Pollution week 1: “My” Application

“Being allergic, I am (vaguely) dreaming about someday having a “citizens’ network” of sensors to monitor pollution in real time and high resolution. Such data cannot perform miracles, but being prepared is better than being unprepared. Have I already been blocked from doing this?”

We have decided to make this week a kind of demonstrator for our kind of thinking, showing what a project like this can and cannot do.  This is as concrete as it gets.

The special theme we chose is air pollution. More specifically, solutions that would allow asthmatics to get information about the air pollution situation.

To make things as concrete as possible, the whole week revolves around just one patent,
US 8,127,002  (“Hypothesis development based on user and sensing device data”). The narrow focus has a purpose: it concretely shows what kinds of vulnerabilities might enable trolls to be attacked with their own weapons.

I asked the question: could this patent block a person with allergies from getting information about the air pollution levels at a location he is going to?

Answer: possibly. Possibly not.

Even for a software patent, this is incredibly vague. The Figure below speaks a thousand words (actually 58 pages of text). To make things even more “challenging”, there are actually at least 17 interrelated patents in this family.

There is no way to make this analysis interesting. But I will at least try to make it thorough.

Figure 1: The ‘002 patent

There is good reason to expect that the world will see more of this patent family. They are filed in the name of Invention Science Fund I, LLC. The fund is connected to Intellectual Ventures (see IV website, Wikipedia page). Is IV a  patent troll? A Google search with the terms “Intellectual Ventures troll” gives over 300,000 hits, so someone certainly thinks so. It should not surprise anyone if this patent family emerges to haunt someone.

Most of the patent family appears to be related to healthcare applications. However, there are some claims in some of the more recent patents that may relate to air pollution. (Note the words “appear” and “may”; as we have pointed out earlier, one cannot “know” anything about a patent unless one goes to court with it).

It is this combination that caught my eye. Being allergic, I am (vaguely) dreaming about someday having a “citizens’ network” of sensors to monitor pollution in real time and high resolution. Such data cannot perform miracles, but being prepared is better than being unprepared. Have I already been blocked from doing this?

To enable comparison to the ‘002 patent, it is necessary to break down “my” application into extremely abstract blocks.
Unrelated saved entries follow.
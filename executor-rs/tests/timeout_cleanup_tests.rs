#![cfg(target_os = "linux")]

use std::path::Path;
use std::time::Duration;

use executor::{CommandRunner, ShellSpec, SupervisedExecutor};

/// A pid counts as gone once /proc no longer lists it or it is a zombie
/// waiting for its (re)parent to reap it.
fn process_gone(pid: &str) -> bool {
    let stat = Path::new("/proc").join(pid).join("stat");
    match std::fs::read_to_string(stat) {
        Err(_) => true,
        Ok(contents) => contents
            .rsplit(')')
            .next()
            .map(|rest| rest.trim_start().starts_with('Z'))
            .unwrap_or(false),
    }
}

async fn read_pid(path: &Path) -> String {
    std::fs::read_to_string(path)
        .expect("pid file written before timeout")
        .trim()
        .to_string()
}

#[tokio::test]
async fn test_shell_is_gone_after_timeout() {
    let dir = tempfile::tempdir().unwrap();
    let pid_file = dir.path().join("shell.pid");
    let executor =
        SupervisedExecutor::new(ShellSpec::sh()).with_poll_interval(Duration::from_millis(20));

    let script = format!("echo $$ > {}; sleep 30", pid_file.display());
    let report = executor.run(&script, 1).await;

    assert!(report.metrics.timed_out);
    assert!(!report.success);
    let pid = read_pid(&pid_file).await;
    assert!(process_gone(&pid), "shell {pid} still running");
}

#[tokio::test]
async fn test_background_children_are_killed_with_the_group() {
    let dir = tempfile::tempdir().unwrap();
    let pid_file = dir.path().join("child.pid");
    let executor =
        SupervisedExecutor::new(ShellSpec::sh()).with_poll_interval(Duration::from_millis(20));

    let script = format!("sleep 30 & echo $! > {}; wait", pid_file.display());
    let report = executor.run(&script, 1).await;

    assert!(report.metrics.timed_out);
    // Give the kernel a moment to deliver the group signal.
    tokio::time::sleep(Duration::from_millis(200)).await;
    let pid = read_pid(&pid_file).await;
    assert!(process_gone(&pid), "background child {pid} survived the timeout");
}
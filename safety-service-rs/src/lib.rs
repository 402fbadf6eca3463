//! Safety gate for generated commands.
//!
//! The gate looks only at the safety level declared by the code-generation
//! oracle and at the session policy. It never inspects the command text and
//! has no side effects, so the same answer comes back for the same inputs on
//! both the local and the remote path.

mod classifier;

pub use classifier::{decide, decide_unattended, Decision, SafetyPolicy, UnattendedDecision};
The way I see it, four things need to be done:

A) Collect and monitor objective pollution data at the location, and transmit that information to a server
B) Collect subjective estimates of the pollution level from people near the location, and transmit that information to a server.
C) Use the information to make an estimate of the pollution status
D) Inform the user about the pollution status.

For air pollution, it is particularly crucial that both A (objective) and B (subjective) sources of information be combined, since air quality is a strongly subjective issue. Also, pollution sensors are not highly advanced.  A typical output D of the application would be “The air is too polluted at X. Perhaps you should not go?”

Concretely, “my” application could be a software program that reads in data from sensors around the city, as well as air quality forecasts, as well as information from a network of volunteers. For example a Twitter feed where people use hashtags to report really bad air pollution conditions, say  “#FINPollution #Turku Aninkaistenkatu horrible”. My software (which could be on a central server somewhere, or on my computer or smartphone) acts as an aggregator and collects information that might be relevant to me (I might have, for example, specified certain locations to be followed).

The interesting question now is whether the ‘002 patent is broad enough to block such an application. (Subject of next posting).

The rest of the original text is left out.